Now you are relying on blk_revalidate_disk_zones() to report an error for
invalid format, but the handling for an error there is different: the namespace
still gets created. I'm not sure if that's a problem, but it's different.
Hi Keith,
On 2022-08-16 23:14, Keith Busch wrote:
> On Thu, Aug 11, 2022 at 04:30:35PM +0200, Pankaj Raghav wrote:
>> @@ -101,13 +101,6 @@ int nvme_update_zone_info(struct nvme_ns *ns, unsigned lbaf)
>> }
>>
>> ns->zsze = nvme_lba_to_sect(ns, le64_to_cpu(id->lbafe[lbaf].zsze));
>> - if (!is_power_of_2(ns->zsze)) {
>> - dev_warn(ns->ctrl->device,
>> - "invalid zone size:%llu for namespace:%u\n",
>> - ns->zsze, ns->head->ns_id);
>> - status = -ENODEV;
>> - goto free_data;
>> - }
>
> We used to bail out early if the format wasn't supported, which wouldn't create
> the namespace.
>
> Now you are relying on blk_revalidate_disk_zones() to report an error for
> invalid format, but the handling for an error there is different: the namespace
> still gets created.
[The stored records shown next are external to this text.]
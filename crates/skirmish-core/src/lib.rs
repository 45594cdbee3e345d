//! Core types and definitions for the SKIRMISH actor simulation.
//!
//! This crate defines the vocabulary shared across all other crates:
//! poses, input snapshots, state enums, events, constants and configuration.
//! It has no dependency on an ECS or any runtime framework.

pub mod config;
pub mod constants;
pub mod enums;
pub mod events;
pub mod types;
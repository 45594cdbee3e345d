//! Simulation engine.
//!
//! `SimulationEngine` owns the hecs world, the arena and the match, feeds the
//! player's input through every system once per tick, and produces
//! `WorldSnapshot`s. Seeded from a single u64, so identical seeds and inputs
//! replay identically.

use glam::Vec3;
use hecs::{Entity, World};
use rand::SeedableRng;
use rand_chacha::ChaCha8Rng;

use skirmish_core::config::{ConfigError, GameConfig};
use skirmish_core::constants::DT;
use skirmish_core::events::AgentEvent;
use skirmish_core::types::{InputSnapshot, Pose, SimTime};

use crate::arena::Arena;
use crate::match_tracker::MatchTracker;
use crate::physics::BodySphere;
use crate::snapshot::WorldSnapshot;
use crate::systems;
use crate::world_setup;

/// Configuration for starting a new simulation.
#[derive(Debug, Clone)]
pub struct SimConfig {
    /// RNG seed for determinism. Same seed = same simulation.
    pub seed: u64,
    /// Seconds per tick.
    pub dt: f32,
    pub game: GameConfig,
}

impl Default for SimConfig {
    fn default() -> Self {
        Self {
            seed: 42,
            dt: DT,
            game: GameConfig::default(),
        }
    }
}

/// The simulation engine. Owns the ECS world and all match state.
pub struct SimulationEngine {
    world: World,
    arena: Arena,
    game: GameConfig,
    dt: f32,
    time: SimTime,
    rng: ChaCha8Rng,
    tracker: MatchTracker,
    player: Option<Entity>,
    despawn_buffer: Vec<Entity>,
    bodies: Vec<BodySphere>,
    events: Vec<AgentEvent>,
}

impl SimulationEngine {
    /// Create an engine over `arena`. Fails if the game configuration is
    /// invalid.
    pub fn new(config: SimConfig, arena: Arena) -> Result<Self, ConfigError> {
        config.game.validate()?;
        if !(config.dt > 0.0) {
            return Err(ConfigError::Invalid {
                field: "dt",
                reason: "must be greater than zero",
            });
        }
        let tracker = MatchTracker::new(&config.game.match_rules);
        Ok(Self {
            world: World::new(),
            arena,
            game: config.game,
            dt: config.dt,
            time: SimTime::default(),
            rng: ChaCha8Rng::seed_from_u64(config.seed),
            tracker,
            player: None,
            despawn_buffer: Vec::new(),
            bodies: Vec::new(),
            events: Vec::new(),
        })
    }

    /// Place the player with its feet at `feet`. Only one player is kept; a
    /// second call replaces the first.
    pub fn spawn_player(&mut self, feet: Vec3, yaw_degrees: f32) -> Entity {
        if let Some(previous) = self.player.take() {
            let _ = self.world.despawn(previous);
        }
        let entity = world_setup::spawn_player(&mut self.world, &self.game, feet, yaw_degrees);
        self.player = Some(entity);
        entity
    }

    /// Place one enemy on the floor at `pose`.
    pub fn spawn_enemy(&mut self, pose: Pose) -> Entity {
        let pose = Pose::new(self.arena.clamp_to_walkable(pose.position), pose.yaw_degrees);
        world_setup::spawn_enemy(&mut self.world, &self.game, &mut self.tracker, pose)
    }

    /// Scatter `count` enemies at seeded random spots away from the player.
    pub fn populate(&mut self, count: usize) -> Vec<Entity> {
        let avoid = self
            .player
            .and_then(|p| self.world.get::<&Pose>(p).ok().map(|pose| pose.position))
            .unwrap_or(Vec3::ZERO);
        world_setup::scatter_enemies(
            &mut self.world,
            &mut self.rng,
            &self.arena,
            &self.game,
            &mut self.tracker,
            count,
            avoid,
        )
    }

    /// Advance the simulation by one tick and return the resulting snapshot.
    /// Once the match has an outcome the world is frozen.
    pub fn tick(&mut self, input: &InputSnapshot) -> WorldSnapshot {
        if !self.tracker.is_over() {
            self.run_systems(input);
            self.tracker.advance(self.dt);
            self.time.advance(self.dt);
        }

        let events = std::mem::take(&mut self.events);
        systems::snapshot::build_snapshot(&self.world, &self.time, &self.tracker, events)
    }

    pub fn time(&self) -> SimTime {
        self.time
    }

    pub fn tracker(&self) -> &MatchTracker {
        &self.tracker
    }

    pub fn is_over(&self) -> bool {
        self.tracker.is_over()
    }

    pub fn arena(&self) -> &Arena {
        &self.arena
    }

    pub fn config(&self) -> &GameConfig {
        &self.game
    }

    pub fn player(&self) -> Option<Entity> {
        self.player
    }

    /// Get a read-only reference to the ECS world.
    pub fn world(&self) -> &World {
        &self.world
    }

    /// Get a mutable reference to the ECS world (for tests and tooling).
    pub fn world_mut(&mut self) -> &mut World {
        &mut self.world
    }

    /// Run all systems in order.
    fn run_systems(&mut self, input: &InputSnapshot) {
        let dt = self.dt;
        // 1. Player movement, gravity and locomotion logic
        systems::player::run(&mut self.world, &self.arena, input, dt, &mut self.events);
        // 2. Projectiles: fire, fly, hit
        systems::projectiles::run(
            &mut self.world,
            &self.arena,
            &self.game.projectile,
            input,
            dt,
            &mut self.tracker,
            &mut self.events,
        );
        // 3. Enemy combat AI
        systems::combat_ai::run(
            &mut self.world,
            &self.arena,
            &mut self.rng,
            &mut self.bodies,
            dt,
            &mut self.events,
        );
        // 4. Navigation movement
        systems::navigation::run(&mut self.world, &self.arena, dt);
        // 5. Enemy-player contact damage
        systems::contact::run(&mut self.world, &mut self.tracker, &mut self.events);
        // 6. Cleanup (defeated, spent)
        systems::cleanup::run(&mut self.world, &mut self.despawn_buffer);
    }
}
//! Player system: movement, gravity, then the locomotion logic tick.

use glam::Vec3;
use hecs::World;

use skirmish_ai::locomotion::{LocomotionContext, LocomotionController};
use skirmish_ai::services::VelocitySink;
use skirmish_core::constants::GRAVITY;
use skirmish_core::events::AgentEvent;
use skirmish_core::types::{InputSnapshot, Pose};

use crate::arena::Arena;
use crate::components::RigidBody;
use crate::physics::PhysicsScene;

pub fn run(
    world: &mut World,
    arena: &Arena,
    input: &InputSnapshot,
    dt: f32,
    events: &mut Vec<AgentEvent>,
) {
    // Ground probing only looks at static geometry.
    let physics = PhysicsScene::new(arena, &[]);

    for (_entity, (pose, body, controller)) in
        world.query_mut::<(&mut Pose, &mut RigidBody, &mut LocomotionController)>()
    {
        if controller.health().is_defeated() {
            continue;
        }

        controller.fixed_update(pose, input, dt);
        let half_height = controller.config().collider_height / 2.0;
        integrate_vertical(pose, body, arena, half_height, dt);

        let mut ctx = LocomotionContext {
            dt,
            input,
            physics: &physics,
            body,
            events: &mut *events,
        };
        controller.tick(pose, &mut ctx);
    }
}

/// Apply gravity and keep the body inside the arena, resting on the floor.
fn integrate_vertical(
    pose: &mut Pose,
    body: &mut RigidBody,
    arena: &Arena,
    half_height: f32,
    dt: f32,
) {
    let mut velocity = body.velocity();
    velocity.y -= GRAVITY * dt;

    let mut position = pose.position + Vec3::Y * velocity.y * dt;
    let rest_height = arena.floor_y + half_height;
    if position.y <= rest_height {
        position.y = rest_height;
        velocity.y = velocity.y.max(0.0);
    }

    let planar = arena.clamp_to_walkable(position);
    pose.position = Vec3::new(planar.x, position.y, planar.z);
    body.set_velocity(velocity);
}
I'm not sure if that's a problem, but it's different.
That is right but it is not a problem. Once the block layer supports the
non-po2 zone sizes, we don't need to bail out here because it will be
compatible. If unequal zone sizes are found, block layer will report an
error during blk_revalidate_disk_zones() which is the current behavior anyway.
Other checks such as zone operation support are still in
nvme_update_zone_info() resulting in an early bail out if violated.